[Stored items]
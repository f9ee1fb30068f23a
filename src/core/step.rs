use std::{
    cell::Cell,
    collections::BTreeSet,
    time::{Duration, Instant},
};

use indexmap::IndexMap;
use log::{debug, error, info};

use crate::error::BatchError;

use super::{
    build_name,
    coordinator::UpsertCoordinator,
    entity::EntityManager,
    facet::FacetProcessor,
    hierarchy::HierarchyResolver,
    item::{RecordMapper, RecordSource},
    prefetch::Prefetcher,
    tasklet::Tasklet,
};

#[derive(Debug, Clone, Copy, PartialEq, Eq)]
pub enum StepStatus {
    STARTING,
    STARTED,
    SUCCESS,
    ERROR,
}

/// Record counters of an import run.
#[derive(Debug, Clone, Copy, Default, PartialEq, Eq)]
pub struct ImportStats {
    pub total: usize,
    pub errors: usize,
}

impl ImportStats {
    pub fn success(&self) -> usize {
        self.total.saturating_sub(self.errors)
    }

    pub fn merge(&mut self, other: ImportStats) {
        self.total += other.total;
        self.errors += other.errors;
    }
}

/// Imports one file: reads record batches, maps them, prefetches the
/// natural keys and hands each batch to the [`UpsertCoordinator`].
///
/// Batches run strictly in sequence so a batch's prefetch sees everything
/// committed by the previous one. At the end of input every facet
/// processor is finished, the optional hierarchy sweep runs and the
/// consumed file is handed to the backup tasklet.
pub struct ImportStep<'a, R> {
    name: String,
    domain: String,
    source: &'a dyn RecordSource<R>,
    mapper: &'a dyn RecordMapper<R>,
    manager: &'a dyn EntityManager,
    processors: &'a [Box<dyn FacetProcessor>],
    hierarchy: Option<&'a HierarchyResolver>,
    backup: Option<&'a dyn Tasklet>,
    domains: Vec<String>,
    max_size: usize,
    status: Cell<StepStatus>,
    total: Cell<usize>,
    errors: Cell<usize>,
    duration: Cell<Duration>,
}

impl<R> ImportStep<'_, R> {
    /// Runs the step to the end of input.
    ///
    /// # Returns
    /// - `Ok(ImportStats)` when every record was imported
    /// - `Err(BatchError::Incomplete)` when records failed; all batches ran
    /// - any other `Err` for failures that stop the file (unreadable input,
    ///   failed prefetch, failed backup)
    pub fn execute(&self) -> Result<ImportStats, BatchError> {
        let start = Instant::now();
        let location = self.location();
        info!("Start of import step {}: {} ({})", self.name, location, self.domain);
        self.status.set(StepStatus::STARTED);

        let result = self.run_batches().and_then(|_| self.finish());
        self.duration.set(start.elapsed());

        if let Err(err) = result {
            self.status.set(StepStatus::ERROR);
            if let Err(close_err) = self.source.close() {
                debug!("Closing {} failed: {}", location, close_err);
            }
            error!("Import step {} aborted on {}: {}", self.name, location, err);
            return Err(err);
        }

        let stats = self.stats();
        info!(
            "End of import step {}: {}, {} success, {} error(s), {} total",
            self.name,
            location,
            stats.success(),
            stats.errors,
            stats.total
        );

        if stats.errors > 0 {
            self.status.set(StepStatus::ERROR);
            return Err(BatchError::Incomplete {
                errors: stats.errors,
                total: stats.total,
            });
        }

        self.status.set(StepStatus::SUCCESS);
        Ok(stats)
    }

    fn run_batches(&self) -> Result<(), BatchError> {
        let mut batch_count = 0;

        loop {
            let batch = self.source.read_batch(self.max_size)?;
            if batch.is_exhausted() {
                debug!("End of input after {} batch(es)", batch_count);
                return Ok(());
            }
            batch_count += 1;

            let (records, rejected) = batch.into_parts();
            debug!(
                "Batch {}: {} record(s), {} rejected row(s)",
                batch_count,
                records.len(),
                rejected.len()
            );

            for message in rejected {
                error!("unable to import {} record: {}", self.domain, message);
                self.inc_total(1);
                self.inc_errors(1);
            }

            let mut mapped = IndexMap::with_capacity(records.len());
            for (code, record) in records {
                match self.mapper.map(&code, &record) {
                    Ok(record) => {
                        mapped.insert(code, record);
                    }
                    Err(err) => {
                        error!("unable to import {} with code {}: {}", self.domain, code, err);
                        self.inc_total(1);
                        self.inc_errors(1);
                    }
                }
            }

            let mut codes: BTreeSet<String> = mapped.keys().cloned().collect();
            if let Some(hierarchy) = self.hierarchy {
                codes.extend(hierarchy.parent_codes(mapped.values()));
            }
            let mut map = Prefetcher::new(self.manager, &self.domains).prefetch(&codes)?;

            let stats = UpsertCoordinator::new(&self.domain, self.manager, self.processors)
                .hierarchy(self.hierarchy)
                .import(&mut map, mapped);
            self.inc_total(stats.total);
            self.inc_errors(stats.errors);
        }
    }

    fn finish(&self) -> Result<(), BatchError> {
        for processor in self.processors {
            if let Err(err) = processor.finish() {
                error!("Finishing {} processor failed: {}", processor.facet(), err);
                self.inc_errors(1);
            }
        }

        if let Some(hierarchy) = self.hierarchy {
            if let Err(err) = hierarchy.sweep(self.manager) {
                error!("Removing stale {} nodes failed: {}", self.domain, err);
                self.inc_errors(1);
            }
        }

        self.source.close()?;

        if let Some(backup) = self.backup {
            backup.run()?;
        }
        Ok(())
    }

    fn location(&self) -> String {
        self.source
            .path()
            .map(|path| path.display().to_string())
            .unwrap_or_else(|| "<stream>".to_string())
    }

    pub fn get_name(&self) -> &str {
        &self.name
    }

    pub fn get_status(&self) -> StepStatus {
        self.status.get()
    }

    pub fn get_duration(&self) -> Duration {
        self.duration.get()
    }

    pub fn stats(&self) -> ImportStats {
        ImportStats {
            total: self.total.get(),
            errors: self.errors.get(),
        }
    }

    fn inc_total(&self, count: usize) {
        self.total.set(self.total.get() + count);
    }

    fn inc_errors(&self, count: usize) {
        self.errors.set(self.errors.get() + count);
    }
}

pub struct ImportStepBuilder<'a, R> {
    name: Option<String>,
    domain: String,
    source: Option<&'a dyn RecordSource<R>>,
    mapper: Option<&'a dyn RecordMapper<R>>,
    manager: Option<&'a dyn EntityManager>,
    processors: &'a [Box<dyn FacetProcessor>],
    hierarchy: Option<&'a HierarchyResolver>,
    backup: Option<&'a dyn Tasklet>,
    domains: Vec<String>,
    max_size: usize,
}

impl<'a, R> ImportStepBuilder<'a, R> {
    pub fn new(domain: &str) -> Self {
        Self {
            name: None,
            domain: domain.to_string(),
            source: None,
            mapper: None,
            manager: None,
            processors: &[],
            hierarchy: None,
            backup: None,
            domains: Vec::new(),
            max_size: 1000,
        }
    }

    pub fn name(mut self, name: String) -> Self {
        self.name = Some(name);
        self
    }

    pub fn source(mut self, source: &'a dyn RecordSource<R>) -> Self {
        self.source = Some(source);
        self
    }

    pub fn mapper(mut self, mapper: &'a dyn RecordMapper<R>) -> Self {
        self.mapper = Some(mapper);
        self
    }

    pub fn manager(mut self, manager: &'a dyn EntityManager) -> Self {
        self.manager = Some(manager);
        self
    }

    pub fn processors(mut self, processors: &'a [Box<dyn FacetProcessor>]) -> Self {
        self.processors = processors;
        self
    }

    pub fn hierarchy(mut self, hierarchy: Option<&'a HierarchyResolver>) -> Self {
        self.hierarchy = hierarchy;
        self
    }

    pub fn backup(mut self, backup: &'a dyn Tasklet) -> Self {
        self.backup = Some(backup);
        self
    }

    /// Related domains loaded together with the prefetched items.
    pub fn domains(mut self, domains: &[String]) -> Self {
        self.domains = domains.to_vec();
        self
    }

    /// Records per batch (CSV) or element threshold per batch (XML).
    pub fn max_size(mut self, max_size: usize) -> Self {
        self.max_size = max_size;
        self
    }

    pub fn build(self) -> Result<ImportStep<'a, R>, BatchError> {
        let missing = |what: &str| BatchError::Configuration(format!("import step needs a {}", what));

        if self.max_size == 0 {
            return Err(BatchError::Configuration(
                "batch size must be greater than zero".to_string(),
            ));
        }

        Ok(ImportStep {
            name: self.name.unwrap_or_else(build_name),
            domain: self.domain,
            source: self.source.ok_or_else(|| missing("record source"))?,
            mapper: self.mapper.ok_or_else(|| missing("mapper"))?,
            manager: self.manager.ok_or_else(|| missing("entity manager"))?,
            processors: self.processors,
            hierarchy: self.hierarchy,
            backup: self.backup,
            domains: self.domains,
            max_size: self.max_size,
            status: Cell::new(StepStatus::STARTING),
            total: Cell::new(0),
            errors: Cell::new(0),
            duration: Cell::new(Duration::default()),
        })
    }
}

■ Activity
The answer must consist of every line above that contains the word "sweep".

■ Exercise output
/// processor is finished, the optional hierarchy sweep runs and the
            if let Err(err) = hierarchy.sweep(self.manager) {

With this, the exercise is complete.